A Emenda Dante de Oliveira não foi aprovada, e a eleição de 1985 foi decidida pelo voto indireto. Assim, a oposição articulou sua chapa, formada com Tancredo Neves na presidência e José Sarney para vice, para derrotar os militares. A escolha de Sarney foi estratégica e fazia parte de um plano de conquistar os votos de dissidentes do PDS, o partido dos militares.
A estratégia de Tancredo foi perfeita e ele venceu com 480 votos, 300 a mais do que o seu adversário, Paulo Maluf. Isso fez de Tancredo Neves presidente do Brasil com posse marcada para o dia 15 de março de 1985. A apreensão e expectativa de todo o país por esse acontecimento eram enormes.

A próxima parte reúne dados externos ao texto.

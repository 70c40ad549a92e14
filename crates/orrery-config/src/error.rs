//! Configuration error types.

use orrery_orbit::DescriptorError;

/// Errors that can occur when loading, saving, or validating configuration.
#[derive(Debug, thiserror::Error)]
pub enum ConfigError {
    /// Failed to read the config file from disk.
    #[error("failed to read config: {0}")]
    ReadError(#[source] std::io::Error),

    /// Failed to write the config file to disk.
    #[error("failed to write config: {0}")]
    WriteError(#[source] std::io::Error),

    /// Failed to parse RON content.
    #[error("failed to parse config: {0}")]
    ParseError(#[source] ron::error::SpannedError),

    /// Failed to serialize config to RON.
    #[error("failed to serialize config: {0}")]
    SerializeError(#[source] ron::Error),

    /// The body table or central body is not usable.
    #[error("invalid scene: {0}")]
    InvalidScene(#[source] DescriptorError),

    /// A driver or audio setting is out of range.
    #[error("invalid setting {field}: {reason}")]
    InvalidSetting {
        field: &'static str,
        reason: String,
    },
}
use std::time::Duration;

use async_openai::{
	config::OpenAIConfig,
	types::{
		ChatCompletionRequestMessage, ChatCompletionRequestUserMessageArgs,
		CreateChatCompletionRequestArgs, Role,
	},
	Client,
};
use async_trait::async_trait;
use backoff::ExponentialBackoffBuilder;
use tracing::{error, trace};

use crate::types::{Completion, ContextMessage, LlmError};

/// Base URL of Groq's OpenAI compatible API.
pub const GROQ_API_BASE: &str = "https://api.groq.com/openai/v1";

/// Model prompted when none is configured.
pub const DEFAULT_MODEL: &str = "llama3-70b-8192";

/// A hosted text completion provider.
///
/// Implementations send `msgs` to `model` in a single, non-streaming request and hand back every
/// candidate completion in the order the provider returned them. No retries are expected: a
/// failed call is reported as is.
#[async_trait]
pub trait Llm: Send + Sync + 'static {
	/// Short name used in logs.
	fn name(&self) -> &'static str;

	/// Prompt `model` with `msgs`.
	async fn prompt(
		&self,
		model: &str,
		msgs: Vec<ContextMessage>,
	) -> Result<Vec<Completion>, LlmError>;
}

/// [`Llm`] backed by Groq's chat completions endpoint.
pub struct GroqLlm {
	client: Client<OpenAIConfig>,
}

impl GroqLlm {
	pub fn new(api_key: &str, api_base: &str) -> Self {
		let config = OpenAIConfig::new().with_api_key(api_key).with_api_base(api_base);

		// async-openai retries rate limited requests on its own; an empty time budget turns
		// that off so the first failure is surfaced.
		let no_retry =
			ExponentialBackoffBuilder::new().with_max_elapsed_time(Some(Duration::ZERO)).build();

		Self { client: Client::with_config(config).with_backoff(no_retry) }
	}

	fn build_messages(
		msgs: Vec<ContextMessage>,
	) -> Result<Vec<ChatCompletionRequestMessage>, LlmError> {
		msgs.into_iter()
			.map(|msg| -> Result<ChatCompletionRequestMessage, LlmError> {
				match msg.role {
					Role::User => Ok(ChatCompletionRequestUserMessageArgs::default()
						.content(msg.content)
						.build()?
						.into()),
					role => Err(LlmError::UnsupportedRole(format!("{:?}", role))),
				}
			})
			.collect()
	}
}

#[async_trait]
impl Llm for GroqLlm {
	fn name(&self) -> &'static str {
		"groq"
	}

	async fn prompt(
		&self,
		model: &str,
		msgs: Vec<ContextMessage>,
	) -> Result<Vec<Completion>, LlmError> {
		let request = CreateChatCompletionRequestArgs::default()
			.model(model)
			.messages(Self::build_messages(msgs)?)
			.build()?;

		trace!(model, "sending chat completion request");

		let res = self.client.chat().create(request).await.map_err(|e| {
			error!("Failed to prompt {}: {}", self.name(), e);
			LlmError::from(e)
		})?;

		Ok(res.choices.into_iter().map(|choice| Completion::from(choice.message.content)).collect())
	}
}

A ideia era fazer a cirurgia no dia 17 de março, dois dias depois da posse, mas um mal-estar causado pelas fortes dores abdominais levou Tancredo a ser internado no Hospital de Base do Distrito Federal, na noite do dia 14 de março, ou seja, horas antes da posse. Constatou-se que Tancredo tinha uma infecção avançada e ele passou por cirurgia. Esse atendimento médico que Tancredo recebeu é entendido como questionável e cheio de falhas pelos historiadores.
Definiu-se que a posse da presidência seria realizada por José Sarney, algo que foi recebido com indignação, afinal, Sarney tinha sido apoiador dos militares durante toda a Ditadura Militar. A ideia era de que Tancredo reassumisse a presidência quando se recuperasse, mas isso nunca aconteceu. Tancredo passou por sete cirurgias, ficou semanas internado, primeiro em Brasília e depois em São Paulo, e não resistiu ao seu quadro.
O falecimento de Tancredo Neves aconteceu em 21 de abril de 1985. Seu corpo foi velado em São Paulo e ele foi enterrado em Minas Gerais. A presidência seguiu nas mãos de José Sarney e todo o processo de redemocratização do Brasil foi conduzido nesse período.